THE MESSAGE IS THE MEDIUM IS MUCH THE SAME
STONE the crows! It’s going to be a noisy election. According to social media spruikers, twitter has taken over, making editors obsolete as reporters file direct to readers who respond with their own instant analysis.
Just as the twitterati was commenting on President Obama’s State of the Union address, Julia Gillard and Tony Abbott were still arguing as the assessments of their performance occurred.
“Twitter is becoming a vehicle for participatory democracy in Australia thanks to its ability to create unmediated interaction between political journalists, engaged citizens and politicians,” University of Canberra academic Julie Posetti wrote in March.[1]
Veteran cultural studies commentator Stuart Cunningham claims, “the irresistible array of new communication activity engendered by new digital technologies has reached a stage where mainstream media and political leadership can no longer deny or avoid it, or operate effectively without engaging with it.” [2]
In reply to which the crows just caw. These arguments have less to do with the actual impact of social media on politics than the aspirations of academics and self-appointed opinion leaders to get into the act.
Social media urgers have the argument half right. The new technology means news and gossip gets into circulation faster than any spin-doctor can control.
In a classic case of studying the story everybody else has forgotten, online or anywhere else, Posetti (who describes herself as a “senior political journalist in the Canberra Press Gallery” before becoming an academic) is working on an analysis of the role of social media in covering the coup against Liberal leader Malcolm Turnbull. Oh come on, you remember him, the bloke between Brendan Nelson and Tony Abbott. [3]
It’s a shame she is not writing about the removal of Kevin Rudd.

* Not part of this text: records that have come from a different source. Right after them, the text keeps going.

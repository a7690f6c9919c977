//! Disposal trait for resource cleanup.

/// Trait for synchronous resource disposal.
///
/// Implement this trait for services that need structured teardown. Disposal
/// hooks registered through [`Resolver::register_disposer`](crate::Resolver::register_disposer)
/// run in LIFO order when the owning container is disposed, which happens when
/// its [`LifetimeScope`](crate::LifetimeScope) is disposed.
///
/// # Examples
///
/// ```
/// use ferrous_prefab::{ContainerBuilder, Dispose, Lifetime, Resolver};
/// use std::sync::atomic::{AtomicBool, Ordering};
/// use std::sync::Arc;
///
/// #[derive(Default)]
/// struct Cache {
///     flushed: AtomicBool,
/// }
///
/// impl Dispose for Cache {
///     fn dispose(&self) {
///         self.flushed.store(true, Ordering::SeqCst);
///     }
/// }
///
/// let mut builder = ContainerBuilder::new();
/// builder.register_shared::<Cache, _>(Lifetime::Singleton, |resolver| {
///     let cache = Arc::new(Cache::default());
///     resolver.register_disposer(cache.clone());
///     Ok(cache)
/// });
///
/// let container = builder.build().unwrap();
/// let cache = container.get_required::<Cache>();
/// container.dispose();
/// assert!(cache.flushed.load(Ordering::SeqCst));
/// ```
pub trait Dispose: Send + Sync + 'static {
    /// Perform synchronous cleanup of resources.
    fn dispose(&self);
}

While her line about participatory democracy is unconvincing the twitterfest on the night of 23 June was “unmediated interaction” in spades.
Everybody who watched Sky News cover the breaking story (ABC TV wasn’t interested until David Stratton got really boring on The Movie Show) knows the role Twitter played in the most extraordinary political play ever seen in Australia.
Journalists David Spears, Kieran Gilbert and Ashleigh Gillon were centre stage, receiving tweets from Labor contacts as the drama unfolded.
Although the Crows have no clue how the coup occurred, they suspect the Sky trio reading tweets from Labor Party players pushed it along, with MPs seeing the way the cyber wind was blowing and switched sides as the evening progressed.
The Sky team was right to report what they heard but the impact of their accomplishment is unsettling – the information they aired helped Julia Gillard do in hours to Kevin Rudd what took Paul Keating years to do Bob Hawke.
The coup is an excellent example of Mark Roeder’s argument about the way social media shapes politics:
The juggernaut aspect of the media is often used to good effect by politicians and their Machiavellian handlers. They know if they can create enough momentum for their cause, keep feeding it and stay “on message” it will soon become a self-perpetuating force that is difficult for their opponents to stop.[4]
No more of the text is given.